As bactérias são frequentemente relacionadas a doenças, mas elas também podem ser benéficas para o ser humano. Presentes na microbiota humana, seja na da pele, da boca, do intestino, são fundamentais para a homeostase corporal, ou seja, o equilíbrio constante das funções biológicas.
“Devemos pensar que, praticamente, tudo é colonizado por microrganismos. Em humanos e outros animais, a colonização por bactérias e outros microrganismos começa desde o nascimento”
DIZ O PROFESSOR NILTON LINCOPAN, DO DEPARTAMENTO DE MICROBIOLOGIA DO INSTITUTO DE CIÊNCIAS BIOMÉDICAS DA USP.
Genes
Um estudo publicado na revista científica Proceedings of the National Academy of Sciences comenta que um gene, provavelmente advindo de bactérias, está presente na visão dos vertebrados, incluindo os seres humanos. O professor coloca que a transferência de genes entre bactérias e humanos é um tema controverso e não conclusivo, porém, abordando apenas a parcela bacteriana, isso se torna bem mais realista.
“A transferência horizontal de genes ocorre normalmente de bactérias para bactérias (também com o domínio Archaea), mas também pode ocorrer entre bactérias que servem como doadoras e organismos como fungos e plantas que atuam como receptores, sempre considerando o compartilhamento de um nicho em comum”
EXPLICA LINCOPAN.
Impactos
Mesmo que o estudo não confirme a passagem do gene para os humanos, ele coloca a transferência horizontal de genes como um dos possíveis meios. Essa atividade ocorre normalmente entre procariontes, ou seja, não possuem envoltório nuclear, e pode ser pressionada por fatores ambientais.
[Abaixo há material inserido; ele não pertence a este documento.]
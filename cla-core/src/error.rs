use thiserror::Error;

pub type Result<T> = std::result::Result<T, ClaError>;

#[derive(Error, Debug, Clone, PartialEq)]
pub enum ClaError {
    #[error("Shape mismatch: {0}")]
    ShapeMismatch(String),

    #[error("Index {index:?} out of range for shape {shape:?}")]
    OutOfRange {
        index: (usize, usize),
        shape: (usize, usize),
    },

    #[error("Dimension mismatch: {0}")]
    DimensionMismatch(String),

    #[error("Matrix is singular (zero pivot in column {pivot})")]
    SingularMatrix { pivot: usize },

    #[error("Malformed data: {0}")]
    MalformedData(String),

    #[error("Array type or shape mismatch: {0}")]
    TypeOrShapeMismatch(String),
}

impl ClaError {
    /// Out-of-range error for a one-dimensional index into a container of `len` elements.
    pub(crate) fn out_of_range_1d(index: usize, len: usize) -> Self {
        ClaError::OutOfRange {
            index: (index, 0),
            shape: (len, 1),
        }
    }
}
“Ela é um evento genético que ocorre normalmente entre bactérias definidas como procariotas. Neste cenário, os protagonistas são doadores e receptores e os elementos participantes são genes, plasmídeos, bacteriófagos e outros sistemas que fazem parte do chamado mobiloma bacteriano [moléculas com material genético que podem se mover das células de um organismo para outro, inserindo-se no genoma dele]. Fica implícito que a transferência horizontal de genes pode ser benéfica para um receptor, mas, dependendo de que gene se transfere, pode ser prejudicial para um terceiro indivíduo”. Ele acrescenta: “A transferência pode ser engatilhada por condições físico-químicas do ambiente ou situações de estresse como, por exemplo, a pressão seletiva feita pelo uso de um antimicrobiano. Portanto, neste caso, ela suportaria o princípio darwiniano de sobrevivência do mais adaptado”
PONTUA O ESPECIALISTA.
Antibióticos
Sabe-se que, para tratar de bactérias patogênicas, o uso do antibiótico é muito comum. Porém, em certos casos, ele pode afetar a nossa microbiota.
“Pode afetar a microbiota que nos protege. Pense na seguinte situação: se um paciente recebe um tratamento com antibiótico de amplo espectro para tratar uma infecção, ele não destruiria também a própria microbiota? Imagine que no intestino existem muitas cadeiras, mas todas as cadeiras são ocupadas por bactérias benéficas; se eu uso o antibiótico, eu acabo matando todas as bactérias que estão sentadas. Portanto, as cadeiras ficam vazias e suscetíveis a qualquer bactéria”
COLOCA LINCOPAN.
Um exemplo, segundo o professor, são os antibióticos utilizados em frangos de corte: “Podemos pensar em uma situação real: como seria um ecossistema relacionado ao agronegócio, no qual utilizam um antibiótico misturado na ração como promotor do crescimento de frango de corte? O antibiótico poderia exercer uma pressão seletiva na microbiota do animal, que é formada por espécies de bactérias sensíveis ao antibiótico e espécies resistentes, com um gene que permitiria a sobrevivência. O que aconteceria se, por transferência horizontal de genes, uma bactéria resistente, doadora, transferisse um gene de resistência para uma bactéria sensível, receptora, a partir da conjugação? Vamos ter novas espécies resistentes”.
Da mesma forma, a microbiota intestinal humana poderia sofrer uma alteração genética, por meio da transferência horizontal de genes, e dar origem a novas espécies resistentes: “Essa bactéria poderia ser uma doadora do gene de resistência para uma espécie sensível que faz parte da microbiota do ser humano. Neste exemplo, o uso antropogênico de um antibiótico para criar um animal contribuiu para o estabelecimento da transferência horizontal de genes, mas também favoreceu o aparecimento de uma espécie resistente que poderia infectar um indivíduo sem posterior possibilidade de tratamento”, pontua Lincopan.